This book presents St. Augustine as the primary force behind efforts to make Roman North Africa Catholic (as opposed to pagan or Christian of a non-Catholic kind). Six-Means employs the (to this reviewer, unhelpful) term spin doctor to describe Augustine’s role as Africa’s arbiter of all things Catholic, whether they are in the realm of rhetoric, law, or theology. Despite [End Page 324] the author’s insistence that Augustine worked in concert with his episcopal colleagues, we actually see very little of them in this book. Augustine is indisputably the star of the show. Although the book initially seems to have as its ambition an explanation for Catholicism’s ultimate dominance over all other forms of belief, it quickly settles into a discussion focusing mostly on the Donatists. The dates of investigation (391 to 408) aid in pushing the narrative in this direction, but do not necessarily force its hand. Although 391 is understandable for commencing a study (it is the year Augustine was ordained as a priest), 408 is problematic. In this year Stilicho was executed. Six-Means believes that with Stilicho’s death came a “chill” in the fruitful relationship that the Catholics in Africa had cultivated with the imperial court while Stilicho enjoyed power. This is oversimplification. The book all but ignores what is happening in Africa itself. Real and sustained resistance by administrators in Africa (of whatever level) to imperial support for “Catholicization” places Augustine’s assumed role (and Six-Means’s thesis) in jeopardy. The date of 408 also feels somewhat arbitrary, for although this is largely a book about Augustine’s relationship with the Donatists, the cut-off date enables the author to avoid analysis of the 411 Conference and its aftermath, which, in fact, could have lent support to Six-Means’s arguments.

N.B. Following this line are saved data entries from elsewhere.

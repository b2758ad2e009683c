//! Deferred brief generation: run the brief crew off the request path and push the result.
//!
//! Each full-brief request gets its own detached task. A semaphore caps how many crews run
//! at once; waiting for a slot happens inside the task, so the webhook never blocks.
//! Whatever happens, the task makes exactly one send attempt and then ends.

use crate::channels::ChannelHandle;
use crate::crew::{Crew, PipelineError, USER_REQUEST_KEY};
use crate::llm::LlmBackend;
use crate::replies;
use std::sync::Arc;
use std::time::Duration;
use tokio::sync::Semaphore;
use tokio::task::JoinHandle;

#[derive(Debug, Clone, Copy, PartialEq, Eq)]
pub enum BriefOutcome {
    Success,
    Failure,
}

/// Text to deliver for one full-brief request. Consumed by the single send.
#[derive(Debug, Clone, PartialEq, Eq)]
pub struct BriefResult {
    pub text: String,
    pub outcome: BriefOutcome,
}

impl BriefResult {
    fn success(text: String) -> Self {
        Self {
            text,
            outcome: BriefOutcome::Success,
        }
    }

    fn failure() -> Self {
        Self {
            text: replies::BRIEF_APOLOGY.to_string(),
            outcome: BriefOutcome::Failure,
        }
    }
}

/// Spawns brief tasks. Cheap to clone; all clones share one concurrency limit.
#[derive(Clone)]
pub struct BriefDispatcher {
    crew: Arc<Crew>,
    llm: Arc<dyn LlmBackend>,
    channel: Arc<dyn ChannelHandle>,
    limiter: Arc<Semaphore>,
    timeout: Duration,
}

impl BriefDispatcher {
    pub fn new(
        crew: Arc<Crew>,
        llm: Arc<dyn LlmBackend>,
        channel: Arc<dyn ChannelHandle>,
        max_concurrent: usize,
        timeout: Duration,
    ) -> Self {
        Self {
            crew,
            llm,
            channel,
            limiter: Arc::new(Semaphore::new(max_concurrent.max(1))),
            timeout,
        }
    }

    /// Crew slots currently free.
    pub fn available_slots(&self) -> usize {
        self.limiter.available_permits()
    }

    /// Start a detached task for `body` and return immediately. Callers may drop the handle.
    pub fn spawn(&self, body: String, destination: String) -> JoinHandle<()> {
        let this = self.clone();
        tokio::spawn(async move { this.generate_and_deliver(body, destination).await })
    }

    /// Wait for a slot, run the crew, send exactly one message. Never returns an error.
    pub async fn generate_and_deliver(&self, body: String, destination: String) {
        let task_id = uuid::Uuid::new_v4();
        let permit = match self.limiter.clone().acquire_owned().await {
            Ok(p) => p,
            Err(_) => {
                log::error!("brief {}: limiter closed, dropping request", task_id);
                return;
            }
        };
        log::info!("brief {}: started for {}", task_id, destination);

        let result = self.generate(&body).await;
        drop(permit);
        if let BriefOutcome::Failure = result.outcome {
            log::info!("brief {}: sending apology to {}", task_id, destination);
        }

        match self.channel.send_message(&destination, &result.text).await {
            Ok(()) => log::info!("brief {}: delivered to {}", task_id, destination),
            Err(e) => log::error!("brief {}: delivery to {} failed: {}", task_id, destination, e),
        }
    }

    /// Run the crew under the timeout and map any failure to the apology.
    pub async fn generate(&self, body: &str) -> BriefResult {
        let inputs = [(USER_REQUEST_KEY, body)];
        let run = self.crew.kickoff(self.llm.as_ref(), &inputs);
        let res = match tokio::time::timeout(self.timeout, run).await {
            Ok(res) => res,
            Err(_) => Err(PipelineError::Timeout(self.timeout.as_secs())),
        };
        match res {
            Ok(out) => BriefResult::success(out.final_output().to_string()),
            Err(e) => {
                log::error!("brief crew {} failed: {}", self.crew.name(), e);
                BriefResult::failure()
            }
        }
    }
}

#[cfg(test)]
mod tests {
    use super::*;
    use crate::channels::ChannelError;
    use crate::crew::project_brief_crew;
    use crate::llm::{ChatMessage, LlmError};
    use async_trait::async_trait;
    use std::sync::atomic::{AtomicUsize, Ordering};
    use std::sync::Mutex;

    struct StageLlm {
        calls: AtomicUsize,
        in_flight: AtomicUsize,
        peak: AtomicUsize,
        fail_at: Option<usize>,
        delay: Duration,
    }

    impl StageLlm {
        fn new(fail_at: Option<usize>, delay: Duration) -> Self {
            Self {
                calls: AtomicUsize::new(0),
                in_flight: AtomicUsize::new(0),
                peak: AtomicUsize::new(0),
                fail_at,
                delay,
            }
        }
    }

    #[async_trait]
    impl LlmBackend for StageLlm {
        fn model(&self) -> &str {
            "stage"
        }

        async fn chat(&self, _messages: Vec<ChatMessage>) -> Result<String, LlmError> {
            let n = self.calls.fetch_add(1, Ordering::SeqCst) + 1;
            let now = self.in_flight.fetch_add(1, Ordering::SeqCst) + 1;
            self.peak.fetch_max(now, Ordering::SeqCst);
            tokio::time::sleep(self.delay).await;
            self.in_flight.fetch_sub(1, Ordering::SeqCst);
            if self.fail_at == Some(n) {
                return Err(LlmError::Api("503 upstream stack trace".to_string()));
            }
            Ok(format!("etapa {}", n))
        }
    }

    #[derive(Default)]
    struct RecordingChannel {
        sent: Mutex<Vec<(String, String)>>,
        fail: bool,
    }

    #[async_trait]
    impl ChannelHandle for RecordingChannel {
        fn id(&self) -> &str {
            "recording"
        }

        async fn send_message(&self, to: &str, text: &str) -> Result<(), ChannelError> {
            self.sent.lock().unwrap().push((to.to_string(), text.to_string()));
            if self.fail {
                return Err(ChannelError::Api("500".to_string()));
            }
            Ok(())
        }
    }

    fn dispatcher(
        llm: Arc<StageLlm>,
        channel: Arc<RecordingChannel>,
        max: usize,
        timeout: Duration,
    ) -> BriefDispatcher {
        BriefDispatcher::new(Arc::new(project_brief_crew()), llm, channel, max, timeout)
    }

    #[tokio::test]
    async fn success_sends_final_stage_output_once() {
        let llm = Arc::new(StageLlm::new(None, Duration::ZERO));
        let channel = Arc::new(RecordingChannel::default());
        let d = dispatcher(llm.clone(), channel.clone(), 2, Duration::from_secs(10));
        d.spawn("descrição longa".into(), "whatsapp:+5511".into())
            .await
            .unwrap();
        assert_eq!(llm.calls.load(Ordering::SeqCst), 4);
        let sent = channel.sent.lock().unwrap();
        assert_eq!(sent.as_slice(), &[("whatsapp:+5511".to_string(), "etapa 4".to_string())]);
    }

    #[tokio::test]
    async fn pipeline_failure_sends_apology() {
        let llm = Arc::new(StageLlm::new(Some(3), Duration::ZERO));
        let channel = Arc::new(RecordingChannel::default());
        let d = dispatcher(llm.clone(), channel.clone(), 2, Duration::from_secs(10));
        let result = d.generate("x").await;
        assert_eq!(result.outcome, BriefOutcome::Failure);
        assert_eq!(result.text, replies::BRIEF_APOLOGY);
        assert_eq!(llm.calls.load(Ordering::SeqCst), 3);
        assert!(channel.sent.lock().unwrap().is_empty());
    }

    #[tokio::test]
    async fn spawned_failure_delivers_apology_once() {
        let llm = Arc::new(StageLlm::new(Some(2), Duration::ZERO));
        let channel = Arc::new(RecordingChannel::default());
        let d = dispatcher(llm.clone(), channel.clone(), 2, Duration::from_secs(10));
        d.spawn("x".into(), "whatsapp:+1".into()).await.unwrap();
        assert_eq!(llm.calls.load(Ordering::SeqCst), 2);
        let sent = channel.sent.lock().unwrap();
        assert_eq!(sent.len(), 1);
        assert_eq!(sent[0].0, "whatsapp:+1");
        assert_eq!(sent[0].1, replies::BRIEF_APOLOGY);
        assert!(!sent[0].1.contains("503"));
    }

    #[tokio::test(start_paused = true)]
    async fn timeout_sends_apology() {
        let llm = Arc::new(StageLlm::new(None, Duration::from_secs(120)));
        let channel = Arc::new(RecordingChannel::default());
        let d = dispatcher(llm, channel.clone(), 1, Duration::from_secs(60));
        d.spawn("x".into(), "whatsapp:+1".into()).await.unwrap();
        let sent = channel.sent.lock().unwrap();
        assert_eq!(sent.len(), 1);
        assert_eq!(sent[0].1, replies::BRIEF_APOLOGY);
    }

    #[tokio::test]
    async fn delivery_failure_ends_task_without_retry() {
        let llm = Arc::new(StageLlm::new(None, Duration::ZERO));
        let channel = Arc::new(RecordingChannel {
            sent: Mutex::new(Vec::new()),
            fail: true,
        });
        let d = dispatcher(llm, channel.clone(), 1, Duration::from_secs(10));
        d.spawn("x".into(), "whatsapp:+1".into()).await.unwrap();
        assert_eq!(channel.sent.lock().unwrap().len(), 1);
    }

    #[tokio::test(start_paused = true)]
    async fn concurrent_crews_respect_limit() {
        let llm = Arc::new(StageLlm::new(None, Duration::from_millis(50)));
        let channel = Arc::new(RecordingChannel::default());
        let d = dispatcher(llm.clone(), channel.clone(), 2, Duration::from_secs(60));
        let handles: Vec<_> = (0..5)
            .map(|i| d.spawn(format!("pedido {i}"), format!("whatsapp:+{i}")))
            .collect();
        for h in handles {
            h.await.unwrap();
        }
        assert!(llm.peak.load(Ordering::SeqCst) <= 2);
        assert_eq!(llm.calls.load(Ordering::SeqCst), 20);
        assert_eq!(channel.sent.lock().unwrap().len(), 5);
        assert_eq!(d.available_slots(), 2);
    }
}
//! TwiML reply envelope returned from the webhook.

/// Render a `<Response>` carrying one `<Message>`.
pub fn message_response(text: &str) -> String {
    format!(
        "<?xml version=\"1.0\" encoding=\"UTF-8\"?><Response><Message>{}</Message></Response>",
        escape_xml(text)
    )
}

fn escape_xml(text: &str) -> String {
    let mut out = String::with_capacity(text.len());
    for c in text.chars() {
        match c {
            '&' => out.push_str("&amp;"),
            '<' => out.push_str("&lt;"),
            '>' => out.push_str("&gt;"),
            '"' => out.push_str("&quot;"),
            '\'' => out.push_str("&apos;"),
            c => out.push(c),
        }
    }
    out
}
//! Gateway: HTTP webhook for the WhatsApp channel.
//!
//! Single port serves the Twilio webhook (`POST /whatsapp`) and a health probe (`GET /`).
//! Every inbound message is answered inline with TwiML; full briefs are handed to the
//! dispatcher and delivered later through the Twilio Messages API.

mod server;

pub use server::{router, run_gateway, serve, GatewayState, SignatureCheck, WEBHOOK_PATH};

There are a number of bright spots in this volume. The author does a good job tracing Augustine’s intellectual evolution as he transforms himself from a professional rhetor associating with the elite of the empire to a Catholic bishop who must care for all people’s spiritual well-being. The best part of the book is a discussion of Augustine’s use of Genesis 22:18 (on the blessed seed of Abraham) to argue for a Catholic universality. Six-Means articulates well how Augustine adopts the Genesis passage, filtered through St. Paul as well as Tyconius, to make a sustained argument against real and perceived notions of Donatist purity and separatism.

The book also raises many interesting and important questions. What were the intellectual influences on Augustine? How did Augustine’s knowledge and understanding of the self translate into action and activity as a bishop? What, for Augustine, constituted the relationship between rhetoric and theology? How did Augustine persuade the people of North Africa to embrace Catholic Christianity? The answers given, however, are largely unsatisfactory for two basic reasons. First, the author is hesitant to strike out on his own, preferring to present problems and their possible solutions as already adumbrated by well-known contributors to the fields of Augustinian and late-antique studies. The work of Peter Brown, William H. C. Frend, Henry Chadwick, Averil Cameron, J. Patout Burns, and Ramsay MacMullen is very well represented. Second, the narrative follows a perplexing trajectory. The author will present a crucial and tantalizing problem, thereby elevating the reader’s expectations to pleasing heights, but then the same reader must immediately descend into very basic introductory material, which probably is meant to provide context for the question just raised, but it only interrupts the flow. When Six-Means [End Page 325] eventually returns to the question at hand, very often he inserts block quotes from the primary (or even scholarly) sources with little explanation or interpretation. We then proceed right on to the next issue wherein this same kind of...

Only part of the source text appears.